Now, don’t get us wrong.  Mike and I drink foreign beer.  We like it.  We love it.  We promote it on this site.  I personally am itching to visit several foreign breweries.  But, while we are not yet owners of a brewery, I understand why American breweries may be upset.  This “beer summit” was perhaps the biggest commercial of the year.  The exposure that Bud Light received via blogs, news articles, and twitter as a result of “beer summit,” had to at least rival that of the Super Bowl.  And besides, instead of having to pay some big shot quarterback millions of dollars to hold a beer and grin for the camera, Bud Light got a free endorsement from the most recognizable man in America.

Yes, we are sympathetic.

Namely, there were four breweries in contention this week:  Magic Hat, Genesee, Sam Adams, and Sierra Nevada, as their voiced opposition to foriegn endorsement was a bit louder.  From http://www.wptz.com and http://briefingroom.thehill.com we read:

“Craft Brewers the country over are chagrined by the president’s choice to consume a beer owned by a company based outside of America’s borders,” the statement says. “Bud Light, owned by Belgium-based AB InBev, and Blue Moon, owned by London-based SAB MillerCoors, together control over 90 percent of the beer market in the United States.”  (Magic Hat)

Among rival brewers, the news fell flat. “We would hope they would pick a family-owned, American beer to lubricate the conversation,” said Bill Manley, a spokesman for the Sierra Nevada Brewing Co., a California-based brewer that happens to be family-owned.

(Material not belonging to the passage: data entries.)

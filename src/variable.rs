use std::fmt;
use std::str::FromStr;

use crate::error::{Error, Result};

/// Vertical coordinate of a product.
#[derive(Debug, Clone, Copy, PartialEq, Eq, Hash, PartialOrd, Ord)]
pub enum LevelType {
    Single,
    Pressure,
    Model,
}

impl LevelType {
    pub fn as_str(self) -> &'static str {
        match self {
            LevelType::Single => "single-level",
            LevelType::Pressure => "pressure-level",
            LevelType::Model => "model-level",
        }
    }
}

impl FromStr for LevelType {
    type Err = Error;

    fn from_str(s: &str) -> Result<Self> {
        match s.trim().to_ascii_lowercase().as_str() {
            "single-level" | "single" | "sl" | "surface" => Ok(LevelType::Single),
            "pressure-level" | "pressure" | "pl" => Ok(LevelType::Pressure),
            "model-level" | "model" | "ml" => Ok(LevelType::Model),
            other => Err(Error::InvalidRequest(format!("unknown level type: {other}"))),
        }
    }
}

impl fmt::Display for LevelType {
    fn fmt(&self, f: &mut fmt::Formatter<'_>) -> fmt::Result {
        f.write_str(self.as_str())
    }
}

/// Level descriptor. Leveled variants always carry their value.
#[derive(Debug, Clone, Copy, PartialEq, Eq, Hash, PartialOrd, Ord)]
pub enum Level {
    Single,
    Pressure(u32),
    Model(u32),
}

impl Level {
    /// A level value is required iff the type is not single-level.
    pub fn new(kind: LevelType, value: Option<u32>) -> Result<Self> {
        match (kind, value) {
            (LevelType::Single, None) => Ok(Level::Single),
            (LevelType::Single, Some(v)) => Err(Error::InvalidRequest(format!(
                "single-level products take no level value, got {v}"
            ))),
            (LevelType::Pressure, Some(v)) => Ok(Level::Pressure(v)),
            (LevelType::Model, Some(v)) => Ok(Level::Model(v)),
            (kind, None) => Err(Error::InvalidRequest(format!("{kind} requires a level value"))),
        }
    }

    pub fn kind(&self) -> LevelType {
        match self {
            Level::Single => LevelType::Single,
            Level::Pressure(_) => LevelType::Pressure,
            Level::Model(_) => LevelType::Model,
        }
    }

    pub fn value(&self) -> Option<u32> {
        match self {
            Level::Single => None,
            Level::Pressure(v) | Level::Model(v) => Some(*v),
        }
    }
}

/// A named physical quantity (or product package) plus its level.
#[derive(Debug, Clone, PartialEq, Eq, Hash, PartialOrd, Ord)]
pub struct VariableSpec {
    pub name: String,
    pub level: Level,
}

impl VariableSpec {
    pub fn single(name: impl Into<String>) -> Self {
        Self {
            name: name.into(),
            level: Level::Single,
        }
    }

    pub fn at(name: impl Into<String>, level: Level) -> Self {
        Self {
            name: name.into(),
            level,
        }
    }

    /// Split a comma separated list (`"t_2m, u_10m"` or `"[t, u]"`) and
    /// attach the same level to every entry.
    pub fn parse_list(s: &str, level: Level) -> Vec<VariableSpec> {
        let mut t = s.trim();
        if t.starts_with('[') && t.ends_with(']') && t.len() >= 2 {
            t = t[1..t.len() - 1].trim();
        }
        t.split(',')
            .map(str::trim)
            .filter(|x| !x.is_empty())
            .map(|x| VariableSpec::at(x, level))
            .collect()
    }
}

impl fmt::Display for VariableSpec {
    fn fmt(&self, f: &mut fmt::Formatter<'_>) -> fmt::Result {
        match self.level.value() {
            Some(v) => write!(f, "{}@{}:{v}", self.name, self.level.kind()),
            None => f.write_str(&self.name),
        }
    }
}

/// Entry of a provider's variable catalogue.
#[derive(Debug, Clone, Copy)]
pub struct CatalogVariable {
    /// Token used in remote paths.
    pub param: &'static str,
    pub aliases: &'static [&'static str],
    pub levels: &'static [LevelType],
}

impl CatalogVariable {
    pub fn matches(&self, name: &str) -> bool {
        self.param.eq_ignore_ascii_case(name)
            || self.aliases.iter().any(|a| a.eq_ignore_ascii_case(name))
    }

    pub fn supports(&self, kind: LevelType) -> bool {
        self.levels.contains(&kind)
    }
}

const SL: &[LevelType] = &[LevelType::Single];
const PL_ML: &[LevelType] = &[LevelType::Pressure, LevelType::Model];
const PL: &[LevelType] = &[LevelType::Pressure];
const ML: &[LevelType] = &[LevelType::Model];

const fn var(
    param: &'static str,
    aliases: &'static [&'static str],
    levels: &'static [LevelType],
) -> CatalogVariable {
    CatalogVariable {
        param,
        aliases,
        levels,
    }
}

pub const ICON_VARIABLES: &[CatalogVariable] = &[
    var("t_2m", &["temperature_2m"], SL),
    var("td_2m", &["dew_point_2m"], SL),
    var("relhum_2m", &["relative_humidity_2m"], SL),
    var("u_10m", &["wind_u_component_10m"], SL),
    var("v_10m", &["wind_v_component_10m"], SL),
    var("vmax_10m", &["wind_gusts_10m"], SL),
    var("tot_prec", &["precipitation"], SL),
    var("pmsl", &["pressure_msl"], SL),
    var("ps", &["surface_pressure"], SL),
    var("clct", &["cloud_cover"], SL),
    var("asob_s", &["shortwave_radiation"], SL),
    var("t_g", &["ground_temperature"], SL),
    var("t", &["temperature"], PL_ML),
    var("u", &["wind_u_component"], PL_ML),
    var("v", &["wind_v_component"], PL_ML),
    var("fi", &["geopotential"], PL),
    var("relhum", &["relative_humidity"], PL),
    var("omega", &["vertical_velocity"], PL),
    var("p", &["pressure"], ML),
    var("qv", &["specific_humidity"], ML),
];

pub const ICON_DEFAULT_VARIABLES: &[&str] = &["t_2m", "u_10m", "v_10m", "tot_prec", "pmsl"];

/// ARPEGE packages behave like single-level "variables" of the domain.
pub const ARPEGE_PACKAGES: &[CatalogVariable] = &[
    var("SP1", &[], SL),
    var("SP2", &[], SL),
    var("SP3", &[], SL),
    var("HP1", &[], SL),
    var("HP2", &[], SL),
    var("IP1", &[], SL),
    var("IP2", &[], SL),
    var("IP3", &[], SL),
    var("IP4", &[], SL),
];

pub const ARPEGE_DEFAULT_PACKAGES: &[&str] = &["SP1", "SP2", "HP1", "IP1"];

pub fn lookup<'a>(catalog: &'a [CatalogVariable], name: &str) -> Option<&'a CatalogVariable> {
    catalog.iter().find(|v| v.matches(name.trim()))
}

Jim Koch, founder of Boston Beer Co., which brews Samuel Adams, decried “the foreign domination of something so basic and important to our culture as beer.”

Genesee Brewery, Rochester, N.Y., released a statement congratulating the president for having beer at the meeting but adding: “We just hope the next time the President has a beer, he chooses an American beer, made by American workers, and an American-owned brewery like Genesee.”

We chose Sierra Nevada’s Bigfoot Barleywine out of the four breweries, simply because they aspire to high degree of quality, are well known in the craft industry, the product easy to find for our readers, and nothing screams “AMERICAN,” like bigfoot!

To make your drinking experience much more enjoyable, feel free to watch the conclusive footage of bigfoot while drinking your beer tommorrow.  Cheers!